A chuckle in the darkness. Then the sound of a tremendous yawn.

“Oh,” said Amy, “I wish you’d stop talking and let me go to sleep. I’m nearly dead.”

And then there was silence while the girls, despite their uncomfortable beds, slept heavily. Outside the tent the fire sputtered sleepily while in the distance a night owl sent its mournful cry echoing through the still woods. After a while the moon, fighting its way through the film of clouds, flung its soft radiance down through the trees, filling the woods with silvery magic. And still the girls slept on.

When they awakened moonlight had fled before the merciless onslaught of the sun. Where the fire had been the night before were a few smoldering ashes, for no one had wakened to attend to it.

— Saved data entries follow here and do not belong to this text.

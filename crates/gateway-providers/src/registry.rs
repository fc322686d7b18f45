//! Provider registry.
//!
//! Built once at startup from configuration and shared read-only as
//! `Arc<ProviderRegistry>`. Lookups of unknown names are typed errors.

use gateway_config::{GatewayConfig, ProviderConfig};
use gateway_core::{GatewayError, GatewayResult};
use secrecy::SecretString;
use std::collections::HashMap;
use tracing::{debug, info};

/// Name of the implicit default provider
pub const DEFAULT_PROVIDER: &str = "default";

/// A configured OpenAI-compatible backend
#[derive(Debug, Clone)]
pub struct Provider {
    /// Unique name
    pub name: String,
    /// Base URL of the chat-completions API
    pub base_url: String,
    /// API key
    pub credential: SecretString,
    /// Models, first is the provider default
    pub models: Vec<String>,
}

impl Provider {
    /// Create a provider, validating its fields
    ///
    /// # Errors
    /// Returns a configuration error for an empty name, an unparsable base
    /// URL or an empty model list
    pub fn new(
        name: impl Into<String>,
        base_url: impl Into<String>,
        credential: SecretString,
        models: Vec<String>,
    ) -> GatewayResult<Self> {
        let name = name.into();
        let base_url = base_url.into();

        if name.trim().is_empty() {
            return Err(GatewayError::configuration("provider name cannot be empty"));
        }
        url::Url::parse(&base_url).map_err(|e| {
            GatewayError::configuration(format!("provider '{name}' has an invalid base URL: {e}"))
        })?;
        if models.is_empty() {
            return Err(GatewayError::configuration(format!(
                "provider '{name}' has no models"
            )));
        }

        Ok(Self {
            name,
            base_url,
            credential,
            models,
        })
    }

    /// Build from a config entry
    ///
    /// # Errors
    /// Same as [`Provider::new`]
    pub fn from_config(config: &ProviderConfig) -> GatewayResult<Self> {
        Self::new(
            &config.name,
            &config.api_base_url,
            config.api_key.clone(),
            config.models.clone(),
        )
    }

    /// First configured model
    #[must_use]
    pub fn default_model(&self) -> &str {
        self.models.first().map_or("", String::as_str)
    }

    /// Whether `model` is listed for this provider
    #[must_use]
    pub fn has_model(&self, model: &str) -> bool {
        self.models.iter().any(|m| m == model)
    }
}

/// Registry of providers keyed by name
#[derive(Debug, Default)]
pub struct ProviderRegistry {
    providers: HashMap<String, Provider>,
    order: Vec<String>,
    aliases: HashMap<String, String>,
}

impl ProviderRegistry {
    /// Create an empty registry
    #[must_use]
    pub fn new() -> Self {
        Self::default()
    }

    /// Build the registry from configuration.
    ///
    /// The `OPENAI_*` triple, when fully set, becomes provider `default`.
    /// Named providers follow in config order. Without the triple, the first
    /// named provider is aliased as `default`.
    ///
    /// # Errors
    /// Returns a configuration error if any provider fails validation
    pub fn from_config(config: &GatewayConfig) -> GatewayResult<Self> {
        let mut registry = Self::new();

        if let (Some(key), Some(base_url), Some(model)) = (
            &config.openai_api_key,
            &config.openai_base_url,
            &config.openai_model,
        ) {
            registry.register(Provider::new(
                DEFAULT_PROVIDER,
                base_url,
                key.clone(),
                vec![model.clone()],
            )?);
        }

        for provider_config in &config.providers {
            registry.register(Provider::from_config(provider_config)?);
        }

        if !registry.providers.contains_key(DEFAULT_PROVIDER) {
            if let Some(first) = registry.order.first().cloned() {
                debug!(provider = %first, "Aliasing first provider as default");
                registry.aliases.insert(DEFAULT_PROVIDER.to_string(), first);
            }
        }

        info!(
            providers = registry.len(),
            default = registry.contains(DEFAULT_PROVIDER),
            "Provider registry built"
        );

        Ok(registry)
    }

    /// Insert or replace a provider by name; returns the replaced provider
    pub fn register(&mut self, provider: Provider) -> Option<Provider> {
        let name = provider.name.clone();
        let previous = self.providers.insert(name.clone(), provider);
        if previous.is_none() {
            self.order.push(name.clone());
        }
        self.aliases.remove(&name);
        debug!(provider = %name, replaced = previous.is_some(), "Provider registered");
        previous
    }

    /// Look up a provider by name or alias
    ///
    /// # Errors
    /// Returns `ProviderNotFound` for unknown names
    pub fn resolve(&self, name: &str) -> GatewayResult<Provider> {
        self.get(name)
            .cloned()
            .ok_or_else(|| GatewayError::provider_not_found(name))
    }

    /// Borrowing lookup
    #[must_use]
    pub fn get(&self, name: &str) -> Option<&Provider> {
        self.providers.get(name).or_else(|| {
            self.aliases
                .get(name)
                .and_then(|target| self.providers.get(target))
        })
    }

    /// Whether `name` resolves
    #[must_use]
    pub fn contains(&self, name: &str) -> bool {
        self.get(name).is_some()
    }

    /// The default provider and its first model
    ///
    /// # Errors
    /// Returns `ProviderNotFound` if no default provider exists
    pub fn default_target(&self) -> GatewayResult<(Provider, String)> {
        let provider = self.resolve(DEFAULT_PROVIDER)?;
        let model = provider.default_model().to_string();
        Ok((provider, model))
    }

    /// Registered names in registration order (aliases excluded)
    pub fn names(&self) -> impl Iterator<Item = &str> {
        self.order.iter().map(String::as_str)
    }

    /// Number of registered providers (aliases excluded)
    #[must_use]
    pub fn len(&self) -> usize {
        self.providers.len()
    }

    /// Whether the registry is empty
    #[must_use]
    pub fn is_empty(&self) -> bool {
        self.providers.is_empty()
    }
}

Having scrambled from the discomfort of their beds out into the brilliant sunshine, the girls regarded the spot where the fire had been with considerable amazement.

“Well, who would have thought we’d sleep like that?” said Mollie, rubbing a bruised shin which had reposed in too close proximity to a sharp stone during the night. “We might have been visited by any number of wild animals and tramps and we’d never have known it.”

“What we don’t know will never hurt us,” said Grace sententiously. “I only hope the Gem’s all right.”

But Betty had already seen to that and, coming back at that precise minute, announced that the motor boat was “feeling fine.”

“And now for breakfast,” she said, briskly. “We’ve got a lot to do to-day and we can’t afford to lose any time.”